Inter, si presenta Stramaccioni: "Un sogno, ma non ho paura di bruciarmi"


Faccia da bravo ragazzo, lieve accento romano, disponibilità e chiarezza, Andrea Stramaccioni si presenta alla stampa e ai tifosi interisti con molta educazione, senza fare proclami ma mostrando comunque una certa determinazione, conscio di avere addosso gli occhi di mezza Italia calcistica e di poter cominciare una splendida carriera da allenatore. Ma al contempo non può nascondere l'emozione e un pizzico di paura, perché se è vero che l'Inter dei grandi può essere un grande punto di partenza, al contempo le possibilità di bruciarsi sono tante (alla Ferrara maniera, anche se il Ciro nazionale si è riciclato con ottimi risultati in Under 21). Perché lo Strama, come già lo chiama il popolo nerazzurro, dopo le belle parole deve anche vincere le partite, ne mancano 9 e ci sono in ballo 27 punti: abbastanza per raggiungere il terzo posto, quello che consentirebbe al Biscione di accedere in Champions? "Non facciamo tabelle, siamo in un momento in cui non è il caso di farle, giochiamo Inter-Genoa e poi prepariamo lapartita seguente, questa la mia unica ricetta".

Tante le domande e particolareggiate le risposte (qui la conferenza stampa integrale del nuovo tecnico nerazzurro, il quinto dal dopo-Mourinho), riportiamo le più significative, come quella inerente all'inserimento dei giovani nella prima squadra fin da subito:

"Spazio ai giovani è un discorso delicato, i giovani sono di valore, sono un patrimonio e la società deciderà come gestirli al meglio perché ogni calciatore ha il suo percorso e la sua dimensione, come proporli è una cosa importante e delicata perché spesso si corre il rischio di precorrere troppo l'evoluzione di un ragazzo. Oggi abbiamo già aggregato dei ragazzi, l'Inter ha dei patrimoni e la società deciderà come e quando capitalizzare. D'altronde ho grandi campioni e li voglio giovani dentro, il nostro capitano è un esempio. Il giovane non è un concetto anagrafico ma voglia di esprimere una rabbia per il bene dell'Inter".
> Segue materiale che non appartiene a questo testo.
pub mod enzyme;
pub mod fasta;
pub mod mass;
pub mod peptide;
pub mod pipeline;

use std::io::Read;
use std::path::Path;

#[derive(Debug)]
pub enum Error {
    /// Empty or malformed protein record; only that record is skipped
    InvalidSequence(String),
    /// A peptide contains a residue without a mass; only that peptide is skipped
    UnknownResidue(mass::UnknownResidue),
    /// Invalid run parameters, fatal before any processing
    Configuration(String),
    Io(std::io::Error),
    Json(serde_json::Error),
}

impl std::fmt::Display for Error {
    fn fmt(&self, f: &mut std::fmt::Formatter<'_>) -> std::fmt::Result {
        match self {
            Self::InvalidSequence(e) => write!(f, "invalid sequence: {}", e),
            Self::UnknownResidue(e) => write!(f, "{}", e),
            Self::Configuration(e) => write!(f, "configuration error: {}", e),
            Self::Io(e) => write!(f, "{}", e),
            Self::Json(e) => write!(f, "{}", e),
        }
    }
}

impl std::error::Error for Error {}

impl From<mass::UnknownResidue> for Error {
    fn from(value: mass::UnknownResidue) -> Self {
        Self::UnknownResidue(value)
    }
}

/// Read a FASTA database from any reader, e.g. STDIN
pub fn read_fasta_from<R: Read>(mut reader: R) -> Result<fasta::Fasta, Error> {
    let mut contents = String::new();
    reader.read_to_string(&mut contents).map_err(Error::Io)?;
    Ok(fasta::Fasta::parse(&contents))
}

pub fn read_fasta<P: AsRef<Path>>(path: P) -> Result<fasta::Fasta, Error> {
    std::fs::File::open(path)
        .map_err(Error::Io)
        .and_then(read_fasta_from)
}

pub fn read_json<P, T>(path: P) -> Result<T, Error>
where
    P: AsRef<Path>,
    T: for<'de> serde::Deserialize<'de>,
{
    let contents = std::fs::read_to_string(path).map_err(Error::Io)?;
    serde_json::from_str(&contents).map_err(Error::Json)
}
use super::input::Search;
use super::output;
use anyhow::Context;
use log::info;
use pepmass_core::fasta::Fasta;
use pepmass_core::pipeline::{Pipeline, Report};
use std::io::{Read, Write};
use std::time::Instant;

pub struct Runner {
    pub pipeline: Pipeline,
    pub parameters: Search,
    start: Instant,
}

impl Runner {
    pub fn new(parameters: Search) -> anyhow::Result<Self> {
        let start = Instant::now();
        let pipeline = parameters
            .parameters
            .build()
            .context("Failed to configure digestion")?;
        Ok(Self {
            pipeline,
            parameters,
            start,
        })
    }

    /// Read every input in order. No paths at all means `stdin`, as does `-`
    fn read_inputs<R: Read>(&self, mut stdin: R) -> anyhow::Result<Vec<Fasta>> {
        if self.parameters.fasta_paths.is_empty() {
            log::trace!("reading fasta from stdin");
            let fasta = pepmass_core::read_fasta_from(stdin)
                .context("Failed to read FASTA from STDIN")?;
            return Ok(vec![fasta]);
        }

        self.parameters
            .fasta_paths
            .iter()
            .map(|path| -> anyhow::Result<Fasta> {
                let start = Instant::now();
                let fasta = match path.as_str() {
                    "-" => pepmass_core::read_fasta_from(&mut stdin),
                    _ => pepmass_core::read_fasta(path),
                }
                .with_context(|| format!("Failed to read FASTA from `{}`", path))?;
                info!(
                    "read {} proteins from {} in {:#?}",
                    fasta.len(),
                    path,
                    start.elapsed()
                );
                Ok(fasta)
            })
            .collect()
    }

    /// Digest all inputs and write rows to `writer`
    pub fn run_to<W: Write>(&self, writer: W) -> anyhow::Result<Report> {
        self.run_from(std::io::stdin().lock(), writer)
    }

    /// Like [`Runner::run_to`], with `stdin` standing in for STDIN
    pub fn run_from<R: Read, W: Write>(&self, stdin: R, writer: W) -> anyhow::Result<Report> {
        let inputs = self.read_inputs(stdin)?;
        let report = self.pipeline.run(&inputs);

        info!(
            "digested {} proteins into {} peptides ({} unique), {} within ({}, {}) Da in {:#?}",
            report.proteins,
            report.peptides,
            self.pipeline.cache().len(),
            report.rows.len(),
            self.parameters.parameters.min_mass,
            self.parameters.parameters.max_mass,
            self.start.elapsed()
        );
        if !report.failures.is_empty() {
            log::warn!(
                "{} proteins or peptides could not be processed",
                report.failures.len()
            );
        }

        output::write_rows(&report.rows, self.parameters.header, writer)?;
        Ok(report)
    }

    pub fn run(&self) -> anyhow::Result<Report> {
        let report = match &self.parameters.output {
            Some(path) => {
                let file = std::fs::File::create(path)
                    .with_context(|| format!("Failed to create `{}`", path))?;
                let report = self.run_to(std::io::BufWriter::new(file))?;
                info!("wrote {} rows to {}", report.rows.len(), path);
                report
            }
            None => self.run_to(std::io::stdout().lock())?,
        };
        info!("finished in {:#?}", self.start.elapsed());
        Ok(report)
    }
}
/// Caller identity verification
///
/// Compares the name the caller-ID provider reports for a number with the
/// name claimed in the identity roster.
pub mod matcher;
pub mod orchestrator;

pub use matcher::MatchEngine;
pub use orchestrator::VerificationOrchestrator;

use crate::phone::PhoneKey;
use chrono::{DateTime, Utc};
use serde::Serialize;

/// Outcome of a name comparison
#[derive(Debug, Clone, Copy, PartialEq, Eq, Hash, Serialize)]
pub enum VerificationStatus {
    Verified,
    Mismatch,
    /// The provider had no usable name for the number
    Unresolvable,
}

impl VerificationStatus {
    pub fn as_str(&self) -> &'static str {
        match self {
            VerificationStatus::Verified => "verified",
            VerificationStatus::Mismatch => "mismatch",
            VerificationStatus::Unresolvable => "unresolvable",
        }
    }
}

/// Result of verifying one phone number
#[derive(Debug, Clone, PartialEq, Eq, Serialize)]
#[serde(rename_all = "camelCase")]
pub struct VerificationResult {
    /// Normalized number, or the roster's raw text when it could not be normalized
    pub phone: String,
    pub claimed_name: String,
    /// Empty when the provider had no name
    pub resolved_name: String,
    pub status: VerificationStatus,
    /// Why a record ended up unresolvable, when a lookup failed
    #[serde(skip_serializing_if = "Option::is_none")]
    pub detail: Option<String>,
}

/// Most recent successful caller name resolution
#[derive(Debug, Clone, PartialEq, Eq, Serialize)]
#[serde(rename_all = "camelCase")]
pub struct LastLookup {
    pub phone: PhoneKey,
    pub resolved_name: String,
    pub looked_up_at: DateTime<Utc>,
}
Parlare è un conto, riuscire a trasmettere la voglia e la cattiveria a un gruppo spompato è un altro. Soprattutto se nessuno ti conosce e sei pure molto giovane:

"Sono stato sincero e ho detto che è un orgoglio, fino a ieri erano campioni che ammiravo, ora sono i miei grandi campioni, uno spogliatoio di grande professionalità di campioni mondiali, è stato facile comunicare. Un sogno che fa paura? Se decidi di fare questo lavoro non puoi avere paura, devi avere grande concentrazione, da quando il presidente mi ha comunicato la decisione la mia testa ha cominciato a girare solo sul campo e sul lavoro. Ho la certezza del mio lavoro, le mie idee, con umiltà e sicurezza in quello che so fare. L'entusiasmo è a mille, non ho paura di bruciarmi, io devo andare in campo e fare quello che il presidente mi ha chiesto, so di allenare grandi campioni ma so che ho trovato grandi professionisti e so che tutta la società mi è vicina. Io faccio il mio, i calciatori faranno il resto".

Stramaccioni continua:

"Questi sono giocatori che hanno scritto pagine importanti del calcio, non gli devo insegnare nulla, devo solo trasmettergli le mie idee, quelle che mi hanno portato fino a qui, ho avuto la fortuna di allenare squadre costruite per vincere, andare in campo per far risultato, essere padrone della partita, penso sia un obiettivo condiviso dallo spogliatoio. C'è stata subito intensità in campo, entusiasmo, per essere il primo giorno sono contento e soddisfatto. Ci credo molto".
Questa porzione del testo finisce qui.